Немало усилий предпринимает Протопопов по защите питерских банков. Именно он явился инициатором освобождения из-под стражи арестованного бывшего военного министра Сухомлинова, а затем и банкира Рубинштейна[2354]. Новый глава МВД пытается обуздать батюшинскую комиссию, ставшую грозой банковского Петербурга. С ней он имел возможность познакомиться, будучи ещё думцем, на обеде у Рубинштейна, где был почётным гостем. Офицеры контрразведки, ворвавшись на торжество, арестовали Рубинштейна, вытащив его буквально из-за стола на глазах у изумлённого Протопопова[2355]. Став министром внутренних дел, тот добился прекращения преследования сахарозаводчиков, а вскоре получил согласие Николая II на отстранение самого Батюшина от дел: этому помешали лишь февральские события 1917 года[2356]. Протопопов стоит и за давлением на текстильных фабрикантов центра, что можно расценивать как ответ на действия батюшинской комиссии. В цитадель купеческой буржуазии выехала специальная комиссия; чиновники посетили несколько мануфактур, требуя предъявить документацию по закупке хлопка. Ревизоры Министерства торговли и промышленности вместе со старшим фабричным инспектором Московской губернии заявили, что планируют проверить свыше пятнадцати крупных хлопчатобумажных фирм на предмет соблюдения правил торговли. Уже первое знакомство с отчётностью обнаружило множество серьёзных нарушений, в коих были уличены известные предприниматели И.Н. Дербенёв, В.П. Рогожин, Н.Д. Морозов и др.[2357] В правлениях ряда предприятий были проведены следственные действия; за один только день (27 октября) произошёл 21 арест и обыск[2358]. Случившееся всколыхнуло деловые круги Первопрестольной. Руководители Московского биржевого комитета кинулись разъяснять, что нарушения явились результатом аномальных рыночных условий и обусловлены не умыслом отдельных лиц, а совсем другими причинами. Ведь обходили закон не один и не два предпринимателя, а все участники рынка. Порядок в отрасли зависит от Министерства торговли и промышленности, но оно опоздало со своими мерами, а теперь вносит тревогу и беспокойство в текстильный рынок[2359]. Деловая элита Первопрестольной решила командировать С.Н. Третьякова в Петроград с ходатайством: приостановить проверки и прекратить дальнейший осмотр книг[2360]. Но делом заинтересовалось Министерство юстиции: вся документация была затребована для изучения на предмет передачи в судебные органы[2361].
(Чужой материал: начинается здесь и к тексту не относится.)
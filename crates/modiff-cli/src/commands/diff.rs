//! Diff command
//!
//! Usage: modiff diff <COLLECTION> <REVISION_A> <REVISION_B> [--format text|json]
//!        [--discord-channel <ID>]

use std::path::Path;
use std::sync::Arc;

use clap::{Args, ValueEnum};
use modiff_core::errors::ModiffError;
use modiff_engine::commands::{respond_to, run_diff, CommandContext, CommandOutcome, DiffCommand};
use modiff_engine::fetch::NexusClient;

use super::Answered;

#[derive(Debug, Clone, Copy, PartialEq, Eq, ValueEnum)]
pub enum OutputFormat {
    /// Chat changelog, chunked like a chat reply
    Text,
    /// The structured diff as JSON on stdout
    Json,
}

#[derive(Debug, Args)]
pub struct DiffArgs {
    /// Collection slug followed by the two revision numbers
    #[arg(value_name = "ARGS")]
    pub args: Vec<String>,

    /// Output format
    #[arg(long, value_enum, default_value_t = OutputFormat::Text)]
    pub format: OutputFormat,

    /// Post the text report to this Discord channel instead of stdout
    #[arg(long)]
    pub discord_channel: Option<String>,
}

/// Execute diff command
pub async fn execute(args: DiffArgs, config_path: Option<&Path>) -> anyhow::Result<()> {
    // Reject malformed commands before reading config or touching the network
    let command = DiffCommand::from_args(&args.args)?;

    let config = super::load_config(config_path)?;
    let http = super::http_client(&config)?;
    let channel = super::reply_channel(&config, args.discord_channel.as_deref(), http.clone())?;
    let source = NexusClient::new(&config.nexus, http);

    match args.format {
        OutputFormat::Text => {
            let ctx = CommandContext {
                source: Arc::new(source),
                chunk_limit: config.chunk_limit,
            };
            match respond_to(&ctx, &command, channel.as_ref()).await {
                CommandOutcome::Failed(err @ ModiffError::Delivery { .. }) => Err(err.into()),
                CommandOutcome::Failed(err) => Err(Answered(err.kind()).into()),
                CommandOutcome::Replied { .. } | CommandOutcome::Ignored => Ok(()),
            }
        }
        OutputFormat::Json => {
            let report = run_diff(&command, &source).await?;
            println!("{}", serde_json::to_string_pretty(&report)?);
            Ok(())
        }
    }
}
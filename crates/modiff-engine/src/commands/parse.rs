//! Chat command parsing.

use modiff_core::errors::{ModiffError, Result};
use serde::Serialize;

/// Usage line shown with every usage error
pub const USAGE: &str = "Usage: diff <collection-slug> <revision-a> <revision-b>";

const COMMAND_WORD: &str = "diff";

/// A parsed `diff <collection-id> <revisionA> <revisionB>` command
#[derive(Debug, Clone, PartialEq, Eq, Serialize)]
pub struct DiffCommand {
    pub collection_id: String,
    pub from_revision: u32,
    pub to_revision: u32,
}

impl DiffCommand {
    /// Parse one line of chat.
    ///
    /// Returns `Ok(None)` when the line is not a diff command at all (blank
    /// or chatter). The command word may carry a leading `/` or `!`.
    ///
    /// # Errors
    ///
    /// `ModiffError::Usage` when the line is a diff command with the wrong
    /// argument count or a revision that is not a non-negative integer.
    pub fn parse_line(line: &str) -> Result<Option<Self>> {
        let mut words = line.split_whitespace();
        let Some(first) = words.next() else {
            return Ok(None);
        };

        let verb = first.trim_start_matches(['/', '!']);
        if !verb.eq_ignore_ascii_case(COMMAND_WORD) {
            return Ok(None);
        }

        let args: Vec<&str> = words.collect();
        Self::from_args(&args).map(Some)
    }

    /// Build a command from its three arguments.
    ///
    /// # Errors
    ///
    /// `ModiffError::Usage` on a wrong argument count or a bad revision.
    pub fn from_args<S: AsRef<str>>(args: &[S]) -> Result<Self> {
        let [collection_id, rev_a, rev_b] = args else {
            return Err(ModiffError::usage(format!(
                "expected 3 arguments, got {}",
                args.len()
            )));
        };

        Ok(Self {
            collection_id: collection_id.as_ref().to_string(),
            from_revision: parse_revision(rev_a.as_ref())?,
            to_revision: parse_revision(rev_b.as_ref())?,
        })
    }
}

impl std::fmt::Display for DiffCommand {
    fn fmt(&self, f: &mut std::fmt::Formatter<'_>) -> std::fmt::Result {
        write!(
            f,
            "{} {} {} {}",
            COMMAND_WORD, self.collection_id, self.from_revision, self.to_revision
        )
    }
}

fn parse_revision(raw: &str) -> Result<u32> {
    raw.parse::<u32>().map_err(|_| {
        ModiffError::usage(format!(
            "revision must be a non-negative integer, got '{}'",
            raw
        ))
    })
}

#[cfg(test)]
mod tests {
    use super::*;

    #[test]
    fn test_parse_valid_line() {
        let cmd = DiffCommand::parse_line("diff myslug 1 2").unwrap().unwrap();
        assert_eq!(
            cmd,
            DiffCommand {
                collection_id: "myslug".into(),
                from_revision: 1,
                to_revision: 2,
            }
        );
    }

    #[test]
    fn test_parse_prefixed_and_spaced() {
        let cmd = DiffCommand::parse_line("  /diff   abc-def   10 3 ").unwrap().unwrap();
        assert_eq!(cmd.collection_id, "abc-def");
        assert_eq!((cmd.from_revision, cmd.to_revision), (10, 3));
        assert!(DiffCommand::parse_line("!DIFF x 1 2").unwrap().is_some());
    }

    #[test]
    fn test_display_parses_back() {
        let cmd = DiffCommand::from_args(&["myslug", "4", "7"]).unwrap();
        assert_eq!(cmd.to_string(), "diff myslug 4 7");
        assert_eq!(DiffCommand::parse_line(&cmd.to_string()).unwrap(), Some(cmd));
    }

    #[test]
    fn test_non_commands_are_ignored() {
        assert_eq!(DiffCommand::parse_line("").unwrap(), None);
        assert_eq!(DiffCommand::parse_line("   ").unwrap(), None);
        assert_eq!(DiffCommand::parse_line("hello there").unwrap(), None);
        assert_eq!(DiffCommand::parse_line("diffs a 1 2").unwrap(), None);
    }

    #[test]
    fn test_non_integer_revision_is_usage_error() {
        let err = DiffCommand::parse_line("diff myslug abc 2").unwrap_err();
        assert!(matches!(err, ModiffError::Usage { .. }));
        assert!(err.to_string().contains("'abc'"));
    }

    #[test]
    fn test_negative_revision_is_usage_error() {
        assert!(DiffCommand::parse_line("diff myslug -1 2").is_err());
    }

    #[test]
    fn test_wrong_argument_count_is_usage_error() {
        for line in ["diff", "diff myslug", "diff myslug 1", "diff myslug 1 2 3"] {
            let err = DiffCommand::parse_line(line).unwrap_err();
            assert!(matches!(err, ModiffError::Usage { .. }), "{}", line);
        }
    }
}
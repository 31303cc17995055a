//! Canonical logging macros
//!
//! Callers must depend on `modiff-core-types` for the event constants.

/// Log the start of an operation
///
/// ```
/// # use modiff_core::log_op_start;
/// log_op_start!("fetch_revision");
/// log_op_start!("fetch_revision", collection_id = "myslug", revision = 3u32);
/// ```
#[macro_export]
macro_rules! log_op_start {
    ($op:expr) => {
        tracing::info!(
            component = module_path!(),
            op = $op,
            event = modiff_core_types::schema::EVENT_START,
        );
    };
    ($op:expr, $($field:tt)*) => {
        tracing::info!(
            component = module_path!(),
            op = $op,
            event = modiff_core_types::schema::EVENT_START,
            $($field)*
        );
    };
}

/// Log the successful end of an operation
///
/// ```
/// # use modiff_core::log_op_end;
/// log_op_end!("deliver", duration_ms = 42);
/// ```
#[macro_export]
macro_rules! log_op_end {
    ($op:expr, duration_ms = $duration:expr) => {
        tracing::info!(
            component = module_path!(),
            op = $op,
            event = modiff_core_types::schema::EVENT_END,
            duration_ms = $duration,
        );
    };
    ($op:expr, duration_ms = $duration:expr, $($field:tt)*) => {
        tracing::info!(
            component = module_path!(),
            op = $op,
            event = modiff_core_types::schema::EVENT_END,
            duration_ms = $duration,
            $($field)*
        );
    };
}

/// Log an operation error with its full detail
///
/// ```
/// # use modiff_core::{log_op_error, errors::ModiffError};
/// let err = ModiffError::usage("expected 3 arguments");
/// log_op_error!("handle_command", err, duration_ms = 1);
/// ```
#[macro_export]
macro_rules! log_op_error {
    ($op:expr, $err:expr, duration_ms = $duration:expr) => {{
        use $crate::errors::ExError;
        let ex_err: ExError = $err.into();
        tracing::error!(
            component = module_path!(),
            op = $op,
            event = modiff_core_types::schema::EVENT_END_ERROR,
            duration_ms = $duration,
            err_kind = ?ex_err.kind(),
            err_code = ex_err.code(),
            detail = %ex_err,
        );
    }};
    ($op:expr, $err:expr, duration_ms = $duration:expr, $($field:tt)*) => {{
        use $crate::errors::ExError;
        let ex_err: ExError = $err.into();
        tracing::error!(
            component = module_path!(),
            op = $op,
            event = modiff_core_types::schema::EVENT_END_ERROR,
            duration_ms = $duration,
            err_kind = ?ex_err.kind(),
            err_code = ex_err.code(),
            detail = %ex_err,
            $($field)*
        );
    }};
}
//! Correlation id for tracking one chat command through fetch, diff and delivery

use serde::{Deserialize, Serialize};
use uuid::Uuid;

/// Unique identifier for a single handled command
#[derive(Debug, Clone, PartialEq, Eq, Hash, Serialize, Deserialize)]
pub struct RequestId(String);

impl RequestId {
    /// Generate a new time-ordered RequestId using UUIDv7
    pub fn new() -> Self {
        Self(Uuid::now_v7().to_string())
    }

    /// Get the string representation
    pub fn as_str(&self) -> &str {
        &self.0
    }
}

impl Default for RequestId {
    fn default() -> Self {
        Self::new()
    }
}

impl std::fmt::Display for RequestId {
    fn fmt(&self, f: &mut std::fmt::Formatter<'_>) -> std::fmt::Result {
        write!(f, "{}", self.0)
    }
}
Тем не менее усилия Протопопова, конечно, не могли переломить общей ситуации. Как заметил последний царский министр путей сообщения Э.Б. Кригер-Войновский, «государственный организм России начал особенно тяжело болеть уже со второй половины 1916 года, тогда уже словно нарочно всё делалось для возбуждения революции»[2362]. Осенью управленческая дезорганизация явно ощущалась и в финансовой сфере. Обычно к вызову какого-либо банкира в кредитную канцелярию всегда относились очень серьёзно: её сотрудников боялись и уважали, но концу 1916 года приглашение туда уже нисколько не пугало, а зачастую игнорировалось[2363]. Отразилось это и на фондовом отделе Петроградской биржи, куда раньше попасть было крайне сложно из-за строгого отсеивания кандидатов. Теперь же Минфин явно утратил рычаги контроля: на последних перед февралём 1917 года выборах совет пополнился 60 новыми членами, многие из которых раньше и думать не могли о подобном[2364]. В такой обстановке купеческая элита заметно осмелела, вынашивая комбинации, о которых ранее и не мечтала. С другой стороны, общая деградация не могла не сказаться на самой питерской банковской группе: здесь начинали чувствовать свою уязвимость, связанную с утратой традиционной опоры и защиты в лице финансово-экономической бюрократии, чему Протопопов заменой быть не мог. Тем более что коллеги министра МВД П.Л. Барк, В.Н. Шаховской, Н.Н. Покровский выступали с резкой критикой последнего, не желая пребывать с ним в составе одного правительства. К примеру, Государственный контролёр, а затем и глава МИД Покровский из-за Протопопова четырежды подавал в отставку, которая не принималась Николаем II, просившим немного потерпеть[2365].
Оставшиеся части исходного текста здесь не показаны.